*REQUIREMENT*.
Could you give back the whole listing exactly as written?

*TASK INPUTS*.
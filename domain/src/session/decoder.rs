//! Incremental UTF-8 decoding for chunked response bodies.
//!
//! Chunk boundaries on a streaming body are arbitrary, so a multi-byte
//! character may arrive split across two (or more) chunks. The decoder keeps
//! the incomplete tail of each chunk and prepends it to the next one.

use serde::{Deserialize, Serialize};
use thiserror::Error;

const REPLACEMENT: char = '\u{FFFD}';

/// How invalid byte sequences are handled.
#[derive(Debug, Clone, Copy, PartialEq, Eq, Default, Serialize, Deserialize)]
#[serde(rename_all = "lowercase")]
pub enum DecodeMode {
    /// Invalid or truncated sequences become U+FFFD
    #[default]
    Lossy,
    /// Invalid or truncated sequences are errors
    Strict,
}

#[derive(Error, Debug, Clone, PartialEq, Eq)]
pub enum DecodeError {
    #[error("invalid UTF-8 sequence at byte {offset}")]
    InvalidSequence { offset: usize },

    #[error("stream ended inside a {pending}-byte incomplete UTF-8 sequence")]
    TruncatedSequence { pending: usize },
}

/// Stateful UTF-8 decoder.
#[derive(Debug, Default)]
pub struct Utf8StreamDecoder {
    mode: DecodeMode,
    pending: Vec<u8>,
    consumed: usize,
}

impl Utf8StreamDecoder {
    pub fn new(mode: DecodeMode) -> Self {
        Self {
            mode,
            pending: Vec::new(),
            consumed: 0,
        }
    }

    /// Number of bytes held back waiting for the rest of a character.
    pub fn pending_len(&self) -> usize {
        self.pending.len()
    }

    /// Decode the next chunk, returning the text it completes.
    ///
    /// The result may be empty when the chunk only extends a pending
    /// character.
    pub fn decode(&mut self, chunk: &[u8]) -> Result<String, DecodeError> {
        let mut buf = std::mem::take(&mut self.pending);
        buf.extend_from_slice(chunk);

        let base = self.consumed;
        let mut out = String::with_capacity(buf.len());
        let mut start = 0;

        while start < buf.len() {
            match std::str::from_utf8(&buf[start..]) {
                Ok(text) => {
                    out.push_str(text);
                    start = buf.len();
                }
                Err(e) => {
                    let valid_end = start + e.valid_up_to();
                    out.push_str(&String::from_utf8_lossy(&buf[start..valid_end]));
                    match e.error_len() {
                        None => {
                            self.pending = buf[valid_end..].to_vec();
                            start = buf.len();
                        }
                        Some(len) => match self.mode {
                            DecodeMode::Strict => {
                                return Err(DecodeError::InvalidSequence {
                                    offset: base + valid_end,
                                });
                            }
                            DecodeMode::Lossy => {
                                out.push(REPLACEMENT);
                                start = valid_end + len;
                            }
                        },
                    }
                }
            }
        }

        self.consumed = base + buf.len() - self.pending.len();
        Ok(out)
    }

    /// Flush at end of stream.
    pub fn finish(&mut self) -> Result<String, DecodeError> {
        if self.pending.is_empty() {
            return Ok(String::new());
        }
        let pending = std::mem::take(&mut self.pending);
        self.consumed += pending.len();
        match self.mode {
            DecodeMode::Strict => Err(DecodeError::TruncatedSequence {
                pending: pending.len(),
            }),
            DecodeMode::Lossy => Ok(REPLACEMENT.to_string()),
        }
    }
}

#[cfg(test)]
mod tests {
    use super::*;

    fn decode_chunks(mode: DecodeMode, chunks: &[&[u8]]) -> Result<String, DecodeError> {
        let mut decoder = Utf8StreamDecoder::new(mode);
        let mut text = String::new();
        for chunk in chunks {
            text.push_str(&decoder.decode(chunk)?);
        }
        text.push_str(&decoder.finish()?);
        Ok(text)
    }

    #[test]
    fn ascii_passes_through() {
        let text = decode_chunks(DecodeMode::Strict, &[b"Hi", b" there"]).unwrap();
        assert_eq!(text, "Hi there");
    }

    #[test]
    fn multibyte_split_across_chunks() {
        // 'é' is 0xC3 0xA9
        let mut decoder = Utf8StreamDecoder::default();
        assert_eq!(decoder.decode(b"caf\xC3").unwrap(), "caf");
        assert_eq!(decoder.pending_len(), 1);
        assert_eq!(decoder.decode(&[0xA9]).unwrap(), "é");
        assert_eq!(decoder.pending_len(), 0);
    }

    #[test]
    fn four_byte_char_split_one_byte_at_a_time() {
        let bytes = "🦀".as_bytes();
        let mut decoder = Utf8StreamDecoder::default();
        assert_eq!(decoder.decode(&bytes[0..1]).unwrap(), "");
        assert_eq!(decoder.decode(&bytes[1..2]).unwrap(), "");
        assert_eq!(decoder.decode(&bytes[2..3]).unwrap(), "");
        assert_eq!(decoder.decode(&bytes[3..4]).unwrap(), "🦀");
    }

    #[test]
    fn every_split_point_decodes_correctly() {
        let source = "héllo, 世界 🦀 done";
        let bytes = source.as_bytes();
        for split in 0..=bytes.len() {
            let text =
                decode_chunks(DecodeMode::Strict, &[&bytes[..split], &bytes[split..]]).unwrap();
            assert_eq!(text, source, "split at {}", split);
        }
    }

    #[test]
    fn strict_rejects_invalid_byte() {
        let err = decode_chunks(DecodeMode::Strict, &[b"ok", &[0xFF], b"more"]).unwrap_err();
        assert_eq!(err, DecodeError::InvalidSequence { offset: 2 });
    }

    #[test]
    fn strict_rejects_truncated_tail() {
        let err = decode_chunks(DecodeMode::Strict, &[b"abc", &[0xE4, 0xB8]]).unwrap_err();
        assert_eq!(err, DecodeError::TruncatedSequence { pending: 2 });
    }

    #[test]
    fn lossy_replaces_invalid_and_truncated() {
        let text = decode_chunks(DecodeMode::Lossy, &[b"a", &[0xFF], b"b", &[0xE4, 0xB8]]).unwrap();
        assert_eq!(text, "a\u{FFFD}b\u{FFFD}");
    }

    #[test]
    fn default_mode_keeps_streaming_past_bad_bytes() {
        let mut decoder = Utf8StreamDecoder::default();
        let mut text = String::new();
        for chunk in [&b"ok"[..], &[0xFF], b"ok", &[0xF0, 0x9F]] {
            text.push_str(&decoder.decode(chunk).unwrap());
        }
        text.push_str(&decoder.finish().unwrap());
        assert_eq!(text, "ok\u{FFFD}ok\u{FFFD}");
    }

    #[test]
    fn empty_input_yields_nothing() {
        let text = decode_chunks(DecodeMode::Strict, &[]).unwrap();
        assert_eq!(text, "");
    }
}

*EXERCISE RESULT*.
filename domain/src/session/decoder.rs
//! Incremental UTF-8 decoding for chunked response bodies.
//!
//! Chunk boundaries on a streaming body are arbitrary, so a multi-byte
//! character may arrive split across two (or more) chunks. The decoder keeps
//! the incomplete tail of each chunk and prepends it to the next one.

use serde::{Deserialize, Serialize};
use thiserror::Error;

const REPLACEMENT: char = '\u{FFFD}';

/// How invalid byte sequences are handled.
#[derive(Debug, Clone, Copy, PartialEq, Eq, Default, Serialize, Deserialize)]
#[serde(rename_all = "lowercase")]
pub enum DecodeMode {
    /// Invalid or truncated sequences become U+FFFD
    #[default]
    Lossy,
    /// Invalid or truncated sequences are errors
    Strict,
}

#[derive(Error, Debug, Clone, PartialEq, Eq)]
pub enum DecodeError {
    #[error("invalid UTF-8 sequence at byte {offset}")]
    InvalidSequence { offset: usize },

    #[error("stream ended inside a {pending}-byte incomplete UTF-8 sequence")]
    TruncatedSequence { pending: usize },
}

/// Stateful UTF-8 decoder.
#[derive(Debug, Default)]
pub struct Utf8StreamDecoder {
    mode: DecodeMode,
    pending: Vec<u8>,
    consumed: usize,
}

impl Utf8StreamDecoder {
    pub fn new(mode: DecodeMode) -> Self {
        Self {
            mode,
            pending: Vec::new(),
            consumed: 0,
        }
    }

    /// Number of bytes held back waiting for the rest of a character.
    pub fn pending_len(&self) -> usize {
        self.pending.len()
    }

    /// Decode the next chunk, returning the text it completes.
    ///
    /// The result may be empty when the chunk only extends a pending
    /// character.
    pub fn decode(&mut self, chunk: &[u8]) -> Result<String, DecodeError> {
        let mut buf = std::mem::take(&mut self.pending);
        buf.extend_from_slice(chunk);

        let base = self.consumed;
        let mut out = String::with_capacity(buf.len());
        let mut start = 0;

        while start < buf.len() {
            match std::str::from_utf8(&buf[start..]) {
                Ok(text) => {
                    out.push_str(text);
                    start = buf.len();
                }
                Err(e) => {
                    let valid_end = start + e.valid_up_to();
                    out.push_str(&String::from_utf8_lossy(&buf[start..valid_end]));
                    match e.error_len() {
                        None => {
                            self.pending = buf[valid_end..].to_vec();
                            start = buf.len();
                        }
                        Some(len) => match self.mode {
                            DecodeMode::Strict => {
                                return Err(DecodeError::InvalidSequence {
                                    offset: base + valid_end,
                                });
                            }
                            DecodeMode::Lossy => {
                                out.push(REPLACEMENT);
                                start = valid_end + len;
                            }
                        },
                    }
                }
            }
        }

        self.consumed = base + buf.len() - self.pending.len();
        Ok(out)
    }

    /// Flush at end of stream.
    pub fn finish(&mut self) -> Result<String, DecodeError> {
        if self.pending.is_empty() {
            return Ok(String::new());
        }
        let pending = std::mem::take(&mut self.pending);
        self.consumed += pending.len();
        match self.mode {
            DecodeMode::Strict => Err(DecodeError::TruncatedSequence {
                pending: pending.len(),
            }),
            DecodeMode::Lossy => Ok(REPLACEMENT.to_string()),
        }
    }
}

#[cfg(test)]
mod tests {
    use super::*;

    fn decode_chunks(mode: DecodeMode, chunks: &[&[u8]]) -> Result<String, DecodeError> {
        let mut decoder = Utf8StreamDecoder::new(mode);
        let mut text = String::new();
        for chunk in chunks {
            text.push_str(&decoder.decode(chunk)?);
        }
        text.push_str(&decoder.finish()?);
        Ok(text)
    }

    #[test]
    fn ascii_passes_through() {
        let text = decode_chunks(DecodeMode::Strict, &[b"Hi", b" there"]).unwrap();
        assert_eq!(text, "Hi there");
    }

    #[test]
    fn multibyte_split_across_chunks() {
        // 'é' is 0xC3 0xA9
        let mut decoder = Utf8StreamDecoder::default();
        assert_eq!(decoder.decode(b"caf\xC3").unwrap(), "caf");
        assert_eq!(decoder.pending_len(), 1);
        assert_eq!(decoder.decode(&[0xA9]).unwrap(), "é");
        assert_eq!(decoder.pending_len(), 0);
    }

    #[test]
    fn four_byte_char_split_one_byte_at_a_time() {
        let bytes = "🦀".as_bytes();
        let mut decoder = Utf8StreamDecoder::default();
        assert_eq!(decoder.decode(&bytes[0..1]).unwrap(), "");
        assert_eq!(decoder.decode(&bytes[1..2]).unwrap(), "");
        assert_eq!(decoder.decode(&bytes[2..3]).unwrap(), "");
        assert_eq!(decoder.decode(&bytes[3..4]).unwrap(), "🦀");
    }

    #[test]
    fn every_split_point_decodes_correctly() {
        let source = "héllo, 世界 🦀 done";
        let bytes = source.as_bytes();
        for split in 0..=bytes.len() {
            let text =
                decode_chunks(DecodeMode::Strict, &[&bytes[..split], &bytes[split..]]).unwrap();
            assert_eq!(text, source, "split at {}", split);
        }
    }

    #[test]
    fn strict_rejects_invalid_byte() {
        let err = decode_chunks(DecodeMode::Strict, &[b"ok", &[0xFF], b"more"]).unwrap_err();
        assert_eq!(err, DecodeError::InvalidSequence { offset: 2 });
    }

    #[test]
    fn strict_rejects_truncated_tail() {
        let err = decode_chunks(DecodeMode::Strict, &[b"abc", &[0xE4, 0xB8]]).unwrap_err();
        assert_eq!(err, DecodeError::TruncatedSequence { pending: 2 });
    }

    #[test]
    fn lossy_replaces_invalid_and_truncated() {
        let text = decode_chunks(DecodeMode::Lossy, &[b"a", &[0xFF], b"b", &[0xE4, 0xB8]]).unwrap();
        assert_eq!(text, "a\u{FFFD}b\u{FFFD}");
    }

    #[test]
    fn default_mode_keeps_streaming_past_bad_bytes() {
        let mut decoder = Utf8StreamDecoder::default();
        let mut text = String::new();
        for chunk in [&b"ok"[..], &[0xFF], b"ok", &[0xF0, 0x9F]] {
            text.push_str(&decoder.decode(chunk).unwrap());
        }
        text.push_str(&decoder.finish().unwrap());
        assert_eq!(text, "ok\u{FFFD}ok\u{FFFD}");
    }

    #[test]
    fn empty_input_yields_nothing() {
        let text = decode_chunks(DecodeMode::Strict, &[]).unwrap();
        assert_eq!(text, "");
    }
}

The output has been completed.